Liz Gilbert thought she had everything she wanted in life until she faces a divorce and turning point in her life. Previously she had: a home, a husband and a successful career. However, now as she faces her divorce and a turning point in her life she doesn’t really know or is confused about what is important to her. She tries to attempt to step out of her comfort zone and goes on a quest for self-discovery that takes her to Italy, India, and Bali.
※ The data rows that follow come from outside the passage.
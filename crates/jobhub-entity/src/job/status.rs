//! Job status enumeration and lifecycle rules.

use std::fmt;
use std::str::FromStr;

use serde::{Deserialize, Serialize};

/// Status of a job.
///
/// Jobs move strictly along `queued -> processing -> {completed | failed}`.
#[derive(Debug, Clone, Copy, PartialEq, Eq, Hash, Serialize, Deserialize)]
#[serde(rename_all = "lowercase")]
pub enum JobStatus {
    /// Persisted and waiting for a worker.
    Queued,
    /// Claimed by a worker; the handler is running.
    Processing,
    /// The handler produced a result.
    Completed,
    /// The handler failed, timed out, or panicked.
    Failed,
}

impl JobStatus {
    /// All statuses in lifecycle order.
    pub const ALL: [JobStatus; 4] = [
        Self::Queued,
        Self::Processing,
        Self::Completed,
        Self::Failed,
    ];

    /// Check if the job is in a terminal state.
    pub fn is_terminal(&self) -> bool {
        matches!(self, Self::Completed | Self::Failed)
    }

    /// Whether `self -> next` is an edge of the lifecycle.
    pub fn can_transition_to(&self, next: JobStatus) -> bool {
        matches!(
            (self, next),
            (Self::Queued, Self::Processing)
                | (Self::Processing, Self::Completed)
                | (Self::Processing, Self::Failed)
        )
    }

    /// Return the status as a lowercase string.
    pub fn as_str(&self) -> &'static str {
        match self {
            Self::Queued => "queued",
            Self::Processing => "processing",
            Self::Completed => "completed",
            Self::Failed => "failed",
        }
    }
}

impl fmt::Display for JobStatus {
    fn fmt(&self, f: &mut fmt::Formatter<'_>) -> fmt::Result {
        write!(f, "{}", self.as_str())
    }
}

/// Returned when a stored status string is not a known [`JobStatus`].
#[derive(Debug, Clone, PartialEq, Eq, thiserror::Error)]
#[error("unknown job status '{0}'")]
pub struct ParseJobStatusError(pub String);

impl FromStr for JobStatus {
    type Err = ParseJobStatusError;

    fn from_str(s: &str) -> Result<Self, Self::Err> {
        match s {
            "queued" => Ok(Self::Queued),
            "processing" => Ok(Self::Processing),
            "completed" => Ok(Self::Completed),
            "failed" => Ok(Self::Failed),
            other => Err(ParseJobStatusError(other.to_string())),
        }
    }
}

impl TryFrom<String> for JobStatus {
    type Error = ParseJobStatusError;

    fn try_from(value: String) -> Result<Self, Self::Error> {
        value.parse()
    }
}
//! Logging configuration.

use serde::{Deserialize, Serialize};

/// Logging and tracing configuration.
#[derive(Debug, Clone, Serialize, Deserialize)]
pub struct LoggingConfig {
    /// Log level: `"trace"`, `"debug"`, `"info"`, `"warn"`, `"error"`.
    #[serde(default = "default_level")]
    pub level: String,
    /// Log format: `"json"` or `"pretty"`.
    #[serde(default = "default_format")]
    pub format: String,
}

impl Default for LoggingConfig {
    fn default() -> Self {
        Self {
            level: default_level(),
            format: default_format(),
        }
    }
}

fn default_level() -> String {
    "info".to_string()
}

fn default_format() -> String {
    "json".to_string()
}
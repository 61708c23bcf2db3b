//! The job store contract and backend selection.

use std::sync::Arc;

use async_trait::async_trait;
use serde_json::Value;
use tracing::info;

use jobhub_core::config::{DatabaseConfig, StoreConfig};
use jobhub_core::error::AppError;
use jobhub_core::result::AppResult;
use jobhub_core::types::PageRequest;
use jobhub_entity::job::{Job, JobId, JobStatus};

use crate::connection::connect_pool;
use crate::memory::MemoryJobStore;
use crate::migration::run_migrations;
use crate::repositories::JobRepository;

/// Durable CRUD over jobs; the single source of truth for job state.
///
/// Implementations must tolerate concurrent calls touching different jobs
/// without external locking.
#[async_trait]
pub trait JobStore: Send + Sync + std::fmt::Debug + 'static {
    /// Persist a new `queued` job and return it with its assigned id and
    /// timestamps.
    async fn create(&self, payload: Value) -> AppResult<Job>;

    /// Fetch a job by id. Fails with `NotFound` if absent.
    async fn get(&self, id: JobId) -> AppResult<Job>;

    /// List jobs newest first. An empty page is not an error.
    async fn list(&self, page: &PageRequest) -> AppResult<Vec<Job>>;

    /// Overwrite status and result unconditionally and refresh
    /// `updated_at`. Performs no lifecycle check.
    async fn update_status_and_result(
        &self,
        id: JobId,
        status: JobStatus,
        result: Option<Value>,
    ) -> AppResult<()>;

    /// Apply `expected -> next` only if the stored status is still
    /// `expected`. Fails with `Conflict` when it is not, `NotFound` when the
    /// job is absent, and `Validation` when the edge is not part of the
    /// lifecycle.
    async fn compare_and_transition(
        &self,
        id: JobId,
        expected: JobStatus,
        next: JobStatus,
        result: Option<Value>,
    ) -> AppResult<Job>;

    /// All `queued` or `processing` jobs, oldest first.
    async fn find_unfinished(&self) -> AppResult<Vec<Job>>;

    /// Number of jobs currently in `status`.
    async fn count_by_status(&self, status: JobStatus) -> AppResult<u64>;
}

/// Validate a guarded transition before it touches storage.
///
/// Returns the result value to persist: terminal states require one and
/// non-terminal states never carry one.
pub(crate) fn check_transition(
    id: JobId,
    expected: JobStatus,
    next: JobStatus,
    result: Option<Value>,
) -> AppResult<Option<Value>> {
    if !expected.can_transition_to(next) {
        return Err(AppError::validation(format!(
            "Job {id}: illegal transition {expected} -> {next}"
        )));
    }
    if next.is_terminal() {
        match result {
            Some(value) => Ok(Some(value)),
            None => Err(AppError::validation(format!(
                "Job {id}: transition to {next} requires a result"
            ))),
        }
    } else {
        Ok(None)
    }
}

/// Error for a guarded transition whose expectation no longer holds.
pub(crate) fn transition_conflict(
    id: JobId,
    expected: JobStatus,
    actual: JobStatus,
) -> AppError {
    AppError::conflict(format!(
        "Job {id}: expected status {expected}, found {actual}"
    ))
}

/// Open the job store selected by `store.backend`.
///
/// The `postgres` backend connects a pool and, when `migrate` is set,
/// applies pending migrations before returning.
pub async fn open_store(
    store: &StoreConfig,
    database: &DatabaseConfig,
    migrate: bool,
) -> AppResult<Arc<dyn JobStore>> {
    match store.backend.as_str() {
        "postgres" => {
            info!("Initializing PostgreSQL job store");
            let pool = connect_pool(database).await?;
            if migrate {
                run_migrations(&pool).await?;
            }
            Ok(Arc::new(JobRepository::new(pool)))
        }
        "memory" => {
            info!("Initializing in-memory job store");
            Ok(Arc::new(MemoryJobStore::new()))
        }
        other => Err(AppError::configuration(format!(
            "Unknown store backend: '{other}'. Supported: postgres, memory"
        ))),
    }
}

#[cfg(test)]
mod tests {
    use super::*;
    use jobhub_core::error::ErrorKind;
    use serde_json::json;

    #[test]
    fn test_check_transition_rules() {
        assert_eq!(
            check_transition(1, JobStatus::Queued, JobStatus::Processing, Some(json!(1))).unwrap(),
            None
        );
        assert_eq!(
            check_transition(1, JobStatus::Processing, JobStatus::Failed, Some(json!("x")))
                .unwrap(),
            Some(json!("x"))
        );

        let err = check_transition(1, JobStatus::Queued, JobStatus::Completed, Some(json!(1)))
            .unwrap_err();
        assert_eq!(err.kind, ErrorKind::Validation);

        let err =
            check_transition(1, JobStatus::Processing, JobStatus::Completed, None).unwrap_err();
        assert_eq!(err.kind, ErrorKind::Validation);
    }

    #[tokio::test]
    async fn test_open_store_rejects_unknown_backend() {
        let store = StoreConfig {
            backend: "sqlite".to_string(),
        };
        let err = open_store(&store, &DatabaseConfig::default(), false)
            .await
            .unwrap_err();
        assert_eq!(err.kind, ErrorKind::Configuration);
    }

    #[tokio::test]
    async fn test_open_store_memory() {
        let store = StoreConfig {
            backend: "memory".to_string(),
        };
        let store = open_store(&store, &DatabaseConfig::default(), true)
            .await
            .unwrap();
        let job = store.create(json!({"task": "x"})).await.unwrap();
        assert_eq!(job.status, JobStatus::Queued);
    }
}
//! Start the JobHub server.

use clap::Args;

use jobhub_core::config::AppConfig;
use jobhub_core::error::AppError;

/// Arguments for the serve command
#[derive(Debug, Args)]
pub struct ServeArgs {
    /// Override the server port
    #[arg(short, long)]
    pub port: Option<u16>,

    /// Override the server host
    #[arg(long)]
    pub host: Option<String>,

    /// Override the number of workers
    #[arg(long)]
    pub concurrency: Option<usize>,
}

/// Execute the serve command
pub async fn execute(args: &ServeArgs, mut config: AppConfig) -> Result<(), AppError> {
    if let Some(port) = args.port {
        config.server.port = port;
    }
    if let Some(ref host) = args.host {
        config.server.host = host.clone();
    }
    if let Some(concurrency) = args.concurrency {
        config.worker.concurrency = concurrency;
    }
    config.validate()?;

    println!("Starting JobHub server...");
    println!("  Host:    {}", config.server.host);
    println!("  Port:    {}", config.server.port);
    println!("  Store:   {}", config.store.backend);
    println!("  Workers: {}", config.worker.concurrency);

    jobhub_api::run_server(config).await
}
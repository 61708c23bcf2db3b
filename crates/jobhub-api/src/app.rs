//! Application builder: wires router and state into an Axum app and runs it.

use std::sync::Arc;
use std::time::Duration;

use axum::Router;

use jobhub_core::config::AppConfig;
use jobhub_core::error::AppError;
use jobhub_database::open_store;
use jobhub_worker::Dispatcher;
use jobhub_worker::jobs::SimulatedJobHandler;

use crate::router::build_router;
use crate::state::AppState;

/// Builds the complete Axum application with all routes and middleware.
pub fn build_app(state: AppState) -> Router {
    build_router(state)
}

/// Runs the JobHub server until a shutdown signal arrives.
///
/// On shutdown the listener stops first, in-flight requests finish, then
/// the worker pool drains its queue within the configured grace period.
pub async fn run_server(config: AppConfig) -> Result<(), AppError> {
    tracing::info!("Starting JobHub server...");

    // ── Step 1: Job store ────────────────────────────────────────
    tracing::info!("Opening job store (backend: {})...", config.store.backend);
    let store = open_store(&config.store, &config.database, true).await?;

    // ── Step 2: Worker pool ──────────────────────────────────────
    let dispatcher = if config.worker.enabled {
        let handler = Arc::new(SimulatedJobHandler::new(Duration::from_millis(
            config.worker.simulated_work_millis,
        )));
        let dispatcher = Arc::new(Dispatcher::new(
            Arc::clone(&store),
            handler,
            &config.worker,
        )?);
        dispatcher.start()?;
        tracing::info!("Worker pool '{}' accepting jobs", dispatcher.id());

        if config.worker.recover_on_startup {
            let recovering = Arc::clone(&dispatcher);
            tokio::spawn(async move {
                match recovering.recover().await {
                    Ok(0) => tracing::debug!("No unfinished jobs to recover"),
                    Ok(count) => tracing::info!("Re-enqueued {} unfinished job(s)", count),
                    Err(e) => tracing::error!("Job recovery failed: {}", e),
                }
            });
        }
        Some(dispatcher)
    } else {
        tracing::info!("Worker pool disabled; submitted jobs stay queued");
        None
    };

    // ── Step 3: Build and start HTTP server ──────────────────────
    let state = AppState::new(config.clone(), store, dispatcher.clone());
    let app = build_app(state);

    let addr = config.server.bind_address();
    let listener = tokio::net::TcpListener::bind(&addr)
        .await
        .map_err(|e| AppError::internal(format!("Failed to bind {}: {}", addr, e)))?;

    tracing::info!("JobHub server listening on {}", addr);

    axum::serve(listener, app)
        .with_graceful_shutdown(async {
            shutdown_signal().await;
            tracing::info!("Shutdown signal received, starting graceful shutdown...");
        })
        .await
        .map_err(|e| AppError::internal(format!("Server error: {}", e)))?;

    // ── Step 4: Drain the worker pool ────────────────────────────
    if let Some(dispatcher) = dispatcher {
        if !dispatcher.shutdown(config.worker.shutdown_grace()).await {
            tracing::warn!("Unfinished jobs will be recovered on next start");
        }
    }

    tracing::info!("JobHub server shut down gracefully");
    Ok(())
}

/// Wait for shutdown signal (Ctrl+C or SIGTERM)
async fn shutdown_signal() {
    let ctrl_c = async {
        if let Err(e) = tokio::signal::ctrl_c().await {
            tracing::error!("Failed to listen for Ctrl+C: {}", e);
            std::future::pending::<()>().await;
        }
    };

    #[cfg(unix)]
    let terminate = async {
        match tokio::signal::unix::signal(tokio::signal::unix::SignalKind::terminate()) {
            Ok(mut signal) => {
                signal.recv().await;
            }
            Err(e) => {
                tracing::error!("Failed to install SIGTERM handler: {}", e);
                std::future::pending::<()>().await;
            }
        }
    };

    #[cfg(not(unix))]
    let terminate = std::future::pending::<()>();

    tokio::select! {
        _ = ctrl_c => {},
        _ = terminate => {},
    }
}
//! Repository implementations backed by PostgreSQL.

pub mod job;

pub use job::JobRepository;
Eat, Pray, and Love illustrates the Middle-East as a place of wonder. It is just one of many that has romanticized the Middle-East. It made it out to be “someplace timeless, otherworldly, incomprehensible, waiting to be discovered by Westerners in search of self”(NPR, Mia Mask). While in India Liz meets a girl who is being forced into a marriage by her family and the other Indian’s in the movie are either carrying her bags or just serve in the background. This suggest women in the Middle-East are mistreated, and her seen nothing more as a symbol of an arranged marriage. In Bali women are seen carrying fruit on their heads, there are merchants, and a couple of men with their roosters. They serve to convince Western consumers that Bali is a pre-modern, magical, timeless wonderland. You never see any of these people doing anything modern. You also don’t see any other types of men besides an enfeebled, toothless old soothsayer.
Western countries definitely have an orientalist mindset. That’s why there are still movies made based of orientalist stereotypes, and they make millions of dollars and seen all over the world. Orientalist stereotypes lead to a single story, actually it is a single story. It makes others treat people as less than equal. It makes people of the Orient feel less than equal from the rest of the world and sometimes less than human. Orient people are seen as the other, the less desirable, the powerless. The world shouldn’t want other people to feel this way or look this way. Therefore, we should stop supporting these movies that have Orientalism in them. There should be more coverage n movies like these so people understand and see what they are doing. We need stop feeding the fire or the fuel to these stereotypes or they will continue to live on.

1 comment:

  1. I agree. Especially in the Middle East, there is a stigma that all the women are either sold in marriage, or have arranged marriages and are vitims of domestic abuse. It also makes the countries seem backwards and too traditional, while at the same time the traditional aspect is what reels in the West's obsession with the Middle East.